Souvent asymptomatique, cette infection transmissible sexuellement est causée par la bactérie Chlamydia trachomatis. Elle est la principale cause d’atteinte inflammatoire pelvienne (AIP), condition pouvant entraîner des complications comme l’infertilité, une grossesse ectopique ou des douleurs pelviennes chroniques. L’infection à Chlamydia trachomatis est transmissible au nouveau-né qui peut développer une conjonctivite ou une pneumopathie inflammatoire. Lorsqu’elle n’est pas traitée, la personne infectée peut être contagieuse pendant plusieurs mois. La chlamydiose se traite facilement par l’administration d’antibiotique, souvent en une seule dose.

Pour l’ensemble de Montréal, le taux total d’incidence a augmenté régulièrement de 1996 à 2009. Pour chaque année, le taux chez les femmes est supérieur à celui chez les hommes.

 

> La chlamydiose chez les HARSAH – données d’ARGUS

D’après les données montréalaises de l’enquête ARGUS 2008 :

  • 3,8% des HARSAH ont reçu un diagnostic de chlamydiose par un médecin ou une infirmière au cours des 12 derniers mois.

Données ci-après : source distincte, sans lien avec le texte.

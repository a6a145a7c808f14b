//! Call lifecycle: caller ticket, callee ring, and the signaling that moves
//! both through the shared chat channel.
//!
//! Signals ride the ordinary message stream, so every handler here must
//! tolerate duplicates, reordering against presence, and a second tab racing
//! it through the shared store. Clears are idempotent by construction: the
//! accept path and the expiry timer may both fire and the loser is a no-op.

use super::{AppCore, PresenceGated};
use crate::core::signal;
use crate::core::tab_store::StoreSlot;
use crate::state::{now_millis, CallInvite, OutgoingCallTicket, PeerRef, Screen, UserRef};
use crate::updates::CallRole;

impl AppCore {
    // --- caller side ------------------------------------------------------

    pub(super) fn handle_start_call(&mut self, to_user: PeerRef) {
        let now = now_millis();
        if self
            .state
            .outgoing_call
            .as_ref()
            .is_some_and(|t| now < t.expires_at)
        {
            self.toast("Already ringing");
            return;
        }

        // One deterministic id per pair: the call session is addressed by the
        // same id as the conversation it was announced in.
        let call_id = signal::conversation_id(&self.local_user.id, &to_user.id);
        let call_url = format!("{}/call/{}", self.app_origin(), call_id);

        self.publish_chat(
            call_id.clone(),
            signal::encode_invite(&call_url),
            "Failed to send call invite",
        );

        let ticket = OutgoingCallTicket {
            call_url,
            call_id: call_id.clone(),
            to_user,
            created_at: now,
            expires_at: now + self.ring_window_ms(),
        };
        self.arm_ring_timer(CallRole::Caller, call_id, now, ticket.expires_at);
        self.set_outgoing_ticket(Some(ticket));
        self.toast("Video call link sent");
    }

    /// Accept arrived (or the ring window lapsed first; see the timer path).
    fn handle_call_accepted(&mut self, url: &str) {
        let Some(call_id) = signal::extract_call_id(url) else {
            tracing::warn!(url, "accept signal without a call id");
            return;
        };
        let Some(ticket) = self.state.outgoing_call.clone() else {
            // Already cleared by expiry or another tab. Stale accepts never
            // resurrect a ring.
            return;
        };
        if ticket.call_id != call_id {
            tracing::debug!(%call_id, current = %ticket.call_id, "accept for a different call");
            return;
        }
        tracing::info!(%call_id, "call accepted by peer");
        self.set_outgoing_ticket(None);
        self.last_chat_peer = Some(ticket.to_user.id);
        self.navigate_to(Screen::Call { call_id });
    }

    // --- callee side ------------------------------------------------------

    /// Route one inbound chat message: accept sentinel, then invite link,
    /// then the ordinary notification path.
    pub(super) fn handle_inbound_chat(
        &mut self,
        conversation_id: &str,
        message_id: String,
        sender: UserRef,
        text: String,
    ) {
        tracing::debug!(conversation_id, %sender.id, "inbound chat message");

        if let Some(url) = signal::decode_accepted_url(&text) {
            if sender.id != self.local_user.id {
                self.handle_call_accepted(&url);
            }
            return;
        }

        if let Some(url) = signal::decode_invite_url(&text) {
            if sender.id == self.local_user.id {
                // Our own invite echoed back through the channel.
                return;
            }
            let Some(call_id) = signal::extract_call_id(&url) else {
                return;
            };
            let invite = CallInvite {
                call_url: url,
                call_id,
                from_user: sender,
                created_at: now_millis(),
            };
            // Ring only once the sender is known to be online; a stale invite
            // from an offline caller must not ring.
            self.gate_on_presence(
                &invite.from_user.id.clone(),
                PresenceGated::Ring { invite },
            );
            return;
        }

        self.handle_chat_alert(message_id, sender, text);
    }

    pub(super) fn ring_incoming(&mut self, invite: CallInvite) {
        let now = now_millis();
        if now >= invite.created_at + self.ring_window_ms() {
            // Presence took longer than the ring window; too late to ring.
            return;
        }
        if self
            .state
            .incoming_call
            .as_ref()
            .is_some_and(|cur| now < cur.created_at + self.ring_window_ms())
        {
            // A live ring is never overwritten, even by a newer invite.
            return;
        }
        tracing::info!(call_id = %invite.call_id, from = %invite.from_user.id, "ringing");
        self.arm_ring_timer(
            CallRole::Callee,
            invite.call_id.clone(),
            invite.created_at,
            invite.created_at + self.ring_window_ms(),
        );
        self.set_incoming_invite(Some(invite));
    }

    pub(super) fn handle_accept_incoming(&mut self) {
        let Some(invite) = self.state.incoming_call.clone() else {
            return;
        };
        let conversation = signal::conversation_id(&self.local_user.id, &invite.from_user.id);
        self.publish_chat(
            conversation,
            signal::encode_accept(&invite.call_url),
            "Failed to send call acceptance",
        );
        self.set_incoming_invite(None);
        self.last_chat_peer = Some(invite.from_user.id);
        self.navigate_to(Screen::Call {
            call_id: invite.call_id,
        });
    }

    /// Declining sends nothing back; the caller's side simply times out.
    pub(super) fn handle_decline_incoming(&mut self) {
        if self.state.incoming_call.is_some() {
            tracing::info!("incoming call declined");
            self.set_incoming_invite(None);
        }
    }

    // --- timers and presence ----------------------------------------------

    /// Expiry timers identify their target by `(call_id, created_at)`; a slot
    /// replaced since the timer was armed is left alone.
    pub(super) fn handle_ring_timer(&mut self, role: CallRole, call_id: &str, created_at: i64) {
        match role {
            CallRole::Caller => {
                let matches = self
                    .state
                    .outgoing_call
                    .as_ref()
                    .is_some_and(|t| t.call_id == call_id && t.created_at == created_at);
                if matches {
                    tracing::info!(%call_id, "outgoing call expired unanswered");
                    self.set_outgoing_ticket(None);
                }
            }
            CallRole::Callee => {
                let matches = self
                    .state
                    .incoming_call
                    .as_ref()
                    .is_some_and(|i| i.call_id == call_id && i.created_at == created_at);
                if matches {
                    tracing::info!(%call_id, "incoming call expired unanswered");
                    self.set_incoming_invite(None);
                }
            }
        }
    }

    /// A ringing invite is torn down early if its caller goes offline.
    pub(super) fn check_ringing_caller_presence(&mut self) {
        let Some(invite) = self.state.incoming_call.as_ref() else {
            return;
        };
        if self.presence.known(&invite.from_user.id) == Some(false) {
            tracing::info!(from = %invite.from_user.id, "caller went offline, clearing ring");
            self.set_incoming_invite(None);
        }
    }

    // --- shared store -----------------------------------------------------

    pub(super) fn set_outgoing_ticket(&mut self, ticket: Option<OutgoingCallTicket>) {
        if self.state.outgoing_call == ticket {
            return;
        }
        let value = ticket.as_ref().and_then(|t| serde_json::to_value(t).ok());
        self.state.outgoing_call = ticket;
        self.store.write(StoreSlot::OutgoingCall, value);
        self.emit_outgoing_call();
    }

    pub(super) fn set_incoming_invite(&mut self, invite: Option<CallInvite>) {
        if self.state.incoming_call == invite {
            return;
        }
        let value = invite.as_ref().and_then(|i| serde_json::to_value(i).ok());
        self.state.incoming_call = invite;
        self.store.write(StoreSlot::IncomingCall, value);
        self.emit_incoming_call();
    }

    /// Another tab wrote a call slot; adopt its value as-is. Adopting does
    /// not write back, otherwise two tabs would ping-pong notifications.
    pub(super) fn handle_storage_changed(&mut self, slot: StoreSlot) {
        match slot {
            StoreSlot::OutgoingCall => {
                let ticket = self.read_slot::<OutgoingCallTicket>(slot);
                if self.state.outgoing_call != ticket {
                    self.state.outgoing_call = ticket.clone();
                    self.emit_outgoing_call();
                    if let Some(t) = ticket {
                        self.arm_ring_timer(CallRole::Caller, t.call_id, t.created_at, t.expires_at);
                    }
                }
            }
            StoreSlot::IncomingCall => {
                let invite = self.read_slot::<CallInvite>(slot);
                if self.state.incoming_call != invite {
                    self.state.incoming_call = invite.clone();
                    self.emit_incoming_call();
                    if let Some(i) = invite {
                        self.arm_ring_timer(
                            CallRole::Callee,
                            i.call_id.clone(),
                            i.created_at,
                            i.created_at + self.ring_window_ms(),
                        );
                    }
                }
            }
        }
    }

    /// On startup, adopt whatever rings a sibling tab left in the store and
    /// drop anything already past its window.
    pub(super) fn restore_call_slots_from_store(&mut self) {
        let now = now_millis();
        if let Some(ticket) = self.read_slot::<OutgoingCallTicket>(StoreSlot::OutgoingCall) {
            if now < ticket.expires_at {
                self.arm_ring_timer(
                    CallRole::Caller,
                    ticket.call_id.clone(),
                    ticket.created_at,
                    ticket.expires_at,
                );
                self.state.outgoing_call = Some(ticket);
            } else {
                self.store.write(StoreSlot::OutgoingCall, None);
            }
        }
        if let Some(invite) = self.read_slot::<CallInvite>(StoreSlot::IncomingCall) {
            if now < invite.created_at + self.ring_window_ms() {
                self.arm_ring_timer(
                    CallRole::Callee,
                    invite.call_id.clone(),
                    invite.created_at,
                    invite.created_at + self.ring_window_ms(),
                );
                self.state.incoming_call = Some(invite);
            } else {
                self.store.write(StoreSlot::IncomingCall, None);
            }
        }
    }

    fn read_slot<T: serde::de::DeserializeOwned>(&self, slot: StoreSlot) -> Option<T> {
        let value = self.store.read(slot)?;
        match serde_json::from_value(value) {
            Ok(v) => Some(v),
            Err(err) => {
                tracing::warn!(key = slot.key(), %err, "unreadable call slot, ignoring");
                None
            }
        }
    }
}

Un haut taux de chlamydiose est observé chez les HARSAH.

> La chlamydiose chez les jeunes en difficulté – données d’une étude

Jeunes en centre jeunesse
D’après les données de l’étude réalisée en 2008-2009 dans six centres jeunesse du Québec :

  • 6,8% des jeunes hébergés dans un centre jeunesse ont déjà été informés par un médecin ou une infirmière qu’ils avaient une chlamydiose;
  • Parmi les jeunes de 14 à 17 ans en centre jeunesse, les proportions suivantes ont eu au moins un test de détection de l’infection génitale à Chlamydia trachomatis dans leur vie : 61,1% des filles; 28,9% des garçons.

Un haut taux de chlamydiose est observé chez les jeunes qui séjournent dans un centre jeunesse. Le dépistage est moins fréquent chez les garçons que chez les filles.